- **RECORDS TO PROCESS**
============
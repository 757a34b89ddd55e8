use serde::Serialize;
use std::collections::{BTreeMap, BTreeSet};
use std::path::{Path, PathBuf};
use std::time::{Instant, SystemTime};
use tracing::info;

use crate::error::Result;
use crate::model::{format_time, Entry, EntryKind};
use crate::progress::{ProgressReporter, StatusThrottle};
use crate::scanner::{self, ScanFilter};
use crate::utils::path::{base_name, display_path};

#[derive(Debug, Clone, Copy, PartialEq, Eq, Hash, Serialize)]
pub enum ComparisonStatus {
    Same,
    Modified,
    #[serde(rename = "Only in Left")]
    OnlyInLeft,
    #[serde(rename = "Only in Right")]
    OnlyInRight,
    #[serde(rename = "Type Mismatch")]
    TypeMismatch,
}

/// What one side of a comparison knows about a relative path.
#[derive(Debug, Clone, PartialEq, Eq)]
pub struct SideInfo {
    pub path: PathBuf,
    pub size: Option<u64>,
    pub modified: Option<SystemTime>,
}

impl From<&Entry> for SideInfo {
    fn from(entry: &Entry) -> Self {
        Self {
            path: entry.path.clone(),
            size: entry.size,
            modified: entry.modified,
        }
    }
}

#[derive(Debug, Clone, PartialEq, Eq)]
pub struct ComparisonRecord {
    pub relative_path: String,
    pub name: String,
    /// Left side's kind when present, otherwise the right side's.
    pub kind: EntryKind,
    pub status: ComparisonStatus,
    pub detail: String,
    pub left: Option<SideInfo>,
    pub right: Option<SideInfo>,
}

#[derive(Debug, Clone, Copy, Default, PartialEq, Eq)]
pub struct ComparisonSummary {
    pub total: usize,
    pub same: usize,
    pub modified: usize,
    pub only_in_left: usize,
    pub only_in_right: usize,
    pub type_mismatch: usize,
}

impl ComparisonSummary {
    pub fn status_total(&self) -> usize {
        self.same + self.modified + self.only_in_left + self.only_in_right + self.type_mismatch
    }
}

/// Diff two trees by relative path. Both roots are walked in full, then
/// the union of their relative paths is classified in sorted order
/// (component by component, so a folder's contents follow the folder).
///
/// A walk cancelled before both trees are known yields no records; a
/// cancel during classification keeps the records already classified.
pub fn compare(
    left: &Path,
    right: &Path,
    reporter: &dyn ProgressReporter,
) -> Result<Vec<ComparisonRecord>> {
    scanner::validate_root(left)?;
    scanner::validate_root(right)?;

    let start = Instant::now();
    let filter = ScanFilter::all();

    let left_walk = scanner::walk(left, &filter, reporter)?;
    if left_walk.cancelled {
        return Ok(Vec::new());
    }
    let right_walk = scanner::walk(right, &filter, reporter)?;
    if right_walk.cancelled {
        return Ok(Vec::new());
    }

    let left_index = index_by_relative_path(left_walk.entries);
    let right_index = index_by_relative_path(right_walk.entries);
    let all_paths: BTreeSet<&PathBuf> = left_index.keys().chain(right_index.keys()).collect();

    let left_name = base_name(left);
    let right_name = base_name(right);
    let mut throttle = StatusThrottle::new(reporter.status_batch());
    let mut records = Vec::with_capacity(all_paths.len());

    for relative_path in all_paths {
        if reporter.is_cancelled() {
            info!("Comparison cancelled after {} records", records.len());
            break;
        }
        if throttle.tick() {
            reporter.report_status(&format!("Comparing {}", display_path(relative_path)));
        }

        let record = match (left_index.get(relative_path), right_index.get(relative_path)) {
            (Some(l), Some(r)) => classify_pair(l, r),
            (Some(l), None) => one_sided(
                l,
                ComparisonStatus::OnlyInLeft,
                format!("Missing from {}", right_name),
            ),
            (None, Some(r)) => one_sided(
                r,
                ComparisonStatus::OnlyInRight,
                format!("Missing from {}", left_name),
            ),
            (None, None) => unreachable!("path came from one of the indexes"),
        };
        records.push(record);
    }

    info!(
        "Compared {} and {} in {:.2}s: {} records",
        left.display(),
        right.display(),
        start.elapsed().as_secs_f64(),
        records.len()
    );
    Ok(records)
}

/// Keyed by the native relative path, so names that only differ in bytes
/// that are not valid UTF-8 stay distinct.
fn index_by_relative_path(entries: Vec<Entry>) -> BTreeMap<PathBuf, Entry> {
    entries
        .into_iter()
        .map(|entry| (entry.relative.clone(), entry))
        .collect()
}

fn classify_pair(left: &Entry, right: &Entry) -> ComparisonRecord {
    let (status, detail) = if left.kind != right.kind {
        (
            ComparisonStatus::TypeMismatch,
            format!(
                "Type changed from {} to {}",
                left.kind.as_str().to_lowercase(),
                right.kind.as_str().to_lowercase()
            ),
        )
    } else if left.kind == EntryKind::File && left.size != right.size {
        // Size first, so a size change is never hidden behind equal timestamps.
        (
            ComparisonStatus::Modified,
            format!(
                "Size changed: {} → {} bytes",
                size_text(left.size),
                size_text(right.size)
            ),
        )
    } else if left.modified != right.modified {
        (
            ComparisonStatus::Modified,
            "Modified time changed".to_string(),
        )
    } else {
        (ComparisonStatus::Same, "Identical".to_string())
    };

    ComparisonRecord {
        relative_path: left.relative_path.clone(),
        name: left.name.clone(),
        kind: left.kind,
        status,
        detail,
        left: Some(SideInfo::from(left)),
        right: Some(SideInfo::from(right)),
    }
}

fn one_sided(entry: &Entry, status: ComparisonStatus, detail: String) -> ComparisonRecord {
    let side = Some(SideInfo::from(entry));
    let (left, right) = match status {
        ComparisonStatus::OnlyInRight => (None, side),
        _ => (side, None),
    };
    ComparisonRecord {
        relative_path: entry.relative_path.clone(),
        name: entry.name.clone(),
        kind: entry.kind,
        status,
        detail,
        left,
        right,
    }
}

fn size_text(size: Option<u64>) -> String {
    size.map(|s| s.to_string())
        .unwrap_or_else(|| "unknown".to_string())
}

pub fn summarize(records: &[ComparisonRecord]) -> ComparisonSummary {
    let mut summary = ComparisonSummary {
        total: records.len(),
        ..Default::default()
    };

    for record in records {
        match record.status {
            ComparisonStatus::Same => summary.same += 1,
            ComparisonStatus::Modified => summary.modified += 1,
            ComparisonStatus::OnlyInLeft => summary.only_in_left += 1,
            ComparisonStatus::OnlyInRight => summary.only_in_right += 1,
            ComparisonStatus::TypeMismatch => summary.type_mismatch += 1,
        }
    }

    summary
}

/// Flat row written for each comparison record.
#[derive(Debug, Clone, Serialize)]
pub struct ComparisonRow {
    #[serde(rename = "Relative Path")]
    pub relative_path: String,
    #[serde(rename = "Name")]
    pub name: String,
    #[serde(rename = "Type")]
    pub kind: EntryKind,
    #[serde(rename = "Status")]
    pub status: ComparisonStatus,
    #[serde(rename = "Status Detail")]
    pub detail: String,
    #[serde(rename = "Left Path")]
    pub left_path: String,
    #[serde(rename = "Left Size")]
    pub left_size: Option<u64>,
    #[serde(rename = "Left Modified")]
    pub left_modified: String,
    #[serde(rename = "Right Path")]
    pub right_path: String,
    #[serde(rename = "Right Size")]
    pub right_size: Option<u64>,
    #[serde(rename = "Right Modified")]
    pub right_modified: String,
}

impl From<&ComparisonRecord> for ComparisonRow {
    fn from(record: &ComparisonRecord) -> Self {
        let side_path = |side: &Option<SideInfo>| {
            side.as_ref()
                .map(|s| display_path(&s.path))
                .unwrap_or_default()
        };
        let side_modified =
            |side: &Option<SideInfo>| format_time(side.as_ref().and_then(|s| s.modified));

        Self {
            relative_path: record.relative_path.clone(),
            name: record.name.clone(),
            kind: record.kind,
            status: record.status,
            detail: record.detail.clone(),
            left_path: side_path(&record.left),
            left_size: record.left.as_ref().and_then(|s| s.size),
            left_modified: side_modified(&record.left),
            right_path: side_path(&record.right),
            right_size: record.right.as_ref().and_then(|s| s.size),
            right_modified: side_modified(&record.right),
        }
    }
}

pub fn comparison_rows(records: &[ComparisonRecord]) -> Vec<ComparisonRow> {
    records.iter().map(ComparisonRow::from).collect()
}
============
Your task is to return each line of the data above that contains the string "Some".

- **COMPLETED TASK**
            (Some(l), Some(r)) => classify_pair(l, r),
            (Some(l), None) => one_sided(
            (None, Some(r)) => one_sided(
        left: Some(SideInfo::from(left)),
        right: Some(SideInfo::from(right)),
    let side = Some(SideInfo::from(entry));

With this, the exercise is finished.